By Jonas Hassen Khemiri, Translated from Swedish by Rachel Willson-Broyles
Directed by Erica Schmidt
Produced by The Play Company

Invasion!

BOTTOM LINE: A provocative mix of humor and pathos about what it means to be The Other told from numerous divergent perspectives.

Jonas Hassen Khemiri’s Invasion!, winner of a 2011 Obie award for playwriting, looks at The Other—in this case someone or something called Abulkasem—from a kaleidoscopic array of perspectives. Indeed, as the frenetic and often hilarious play unfolds, it becomes apparent that he or she is many things to many people: A bold planner of terrorist assaults; a lonely heterosexual man in a bar; a gay Egyptian who dreams of moving to America and becoming a dancer; and an apple picker working in upstate New York for a paltry $2.50 an hour. Or maybe Abulkasem isn’t even human. Perhaps the word is akin to other magical phrases—terms like shazzam, abracadabra, or wah-lah—and can be used as noun, verb, adjective, or adverb to manipulate whatever emotional response needs revving up.   

If it sounds confusing, it is—and it isn’t. Either way, it doesn’t much matter. What matters is that audience members get a taste of the chicanery and chaos that have exacerbated racism and ramped up fear and loathing of the mythical Abulkasem, not just in the United States but throughout the West.

The four actors in Invasion!—Francis Benhamou, Nick Choksi, Andrew Ramcharan Guilarte, and Bobby Moreno—are for the most part brilliant in evoking the paranoia that has dominated politics since September 11, 2001. Their timing is impeccable as they seamlessly move from persona to persona and, while some of the accents need work, the overall effect captures the social realities and uncertainties that have marked the decade since Al Qaeda’s planes flew into the Twin Towers and the Pentagon.

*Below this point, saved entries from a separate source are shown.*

mod commands;
mod input;
mod output;

use clap::{Parser, Subcommand, ValueEnum};
use colored::Colorize;
use std::process;
use tracing_subscriber::{layer::SubscriberExt, util::SubscriberInitExt, EnvFilter};

use commands::report::ReportArgs;
use commands::summarize::SummarizeArgs;

/// Bond screening analytics and portfolio summaries
#[derive(Parser)]
#[command(
    name = "bonds",
    version,
    about = "Bond screening analytics and portfolio summaries",
    long_about = "Computes running yield, approximate yield to maturity, approximate \
                  modified duration and maturity buckets for a CSV of bonds, and \
                  summarizes them into averages, a maturity ladder and the next \
                  maturities."
)]
struct Cli {
    #[command(subcommand)]
    command: Commands,

    /// Output format when printing to stdout
    #[arg(long, default_value = "json", global = true)]
    output: OutputFormat,

    /// Log progress at info level (RUST_LOG overrides)
    #[arg(short, long, global = true)]
    verbose: bool,
}

#[derive(Subcommand)]
enum Commands {
    /// Enrich a bond CSV and summarize it into a {bonds, summary} report
    Report(ReportArgs),
    /// Re-summarize an already enriched record set
    Summarize(SummarizeArgs),
    /// Print version information
    Version,
}

#[derive(Debug, Clone, ValueEnum)]
pub enum OutputFormat {
    Json,
    Yaml,
    Table,
    Csv,
    Minimal,
}

fn init_tracing(verbose: bool) {
    let default_level = if verbose { "info" } else { "warn" };
    let filter =
        EnvFilter::try_from_default_env().unwrap_or_else(|_| EnvFilter::new(default_level));
    tracing_subscriber::registry()
        .with(tracing_subscriber::fmt::layer().with_writer(std::io::stderr))
        .with(filter)
        .init();
}

fn main() {
    let cli = Cli::parse();
    init_tracing(cli.verbose);

    let (result, destination) = match cli.command {
        Commands::Report(args) => {
            let out = args.out.clone();
            (commands::report::run_report(args), out)
        }
        Commands::Summarize(args) => {
            let out = args.out.clone();
            (commands::summarize::run_summarize(args), out)
        }
        Commands::Version => {
            println!("bonds {}", env!("CARGO_PKG_VERSION"));
            return;
        }
    };

    let outcome = result.and_then(|value| match destination {
        Some(path) => output::file::write_json(&path, &value),
        None => {
            output::format_output(&cli.output, &value);
            Ok(())
        }
    });

    match outcome {
        Ok(()) => process::exit(0),
        Err(e) => {
            eprintln!("{}: {}", "error".red().bold(), e);
            process::exit(1);
        }
    }
}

To his credit, playwright Khemiri, himself Swedish and Tunisian, is never heavy-handed as he probes the concept of homeland security and questions whether such a thing is either possible or desirable. Is the record outbreak of bedbugs part of a plot? How about the profusion of Internet porn that has entered our homes? What about earthquakes and hurricanes? Can we ever be fully protected from enemies within and without?

One of the most moving scenes in the play involves Guilarte speaking Arabic while an Arabic-to-English translator, played by Benhamou, is slowly revealed to be distorting what he is saying. Guilarte’s allegedly anti-Semitic rant becomes almost unbearable once viewers realize that he is hapless, with no way to know the extent to which he is being played. Bobby Moreno is similarly riveting in a closing monologue in which he describes seeing a presumably undocumented worker intentionally burning his hands to make fingerprinting impossible. 

If Invasion! sounds heavy, it is, but rest assured that every gut-wrench is offset by laugh-out-loud humor. Academic scholars, AKA The Panel of Experts—men and women who have made a career of studying the elusive Abulkasem—are particularly hilarious. So are scenes in which Choksi, portraying a nerdy Pakistani immigrant, decides to start calling himself Abulkasem in an effort to enhance his chances with the ladies.

Courageous and timely, Invasion! has already taken Austria, France, Germany, Norway, Sweden, and the United Kingdom by storm. This second New York run, timed to coincide with the tenth anniversary of September 11th, is provocative, entertaining, and open to interpretation.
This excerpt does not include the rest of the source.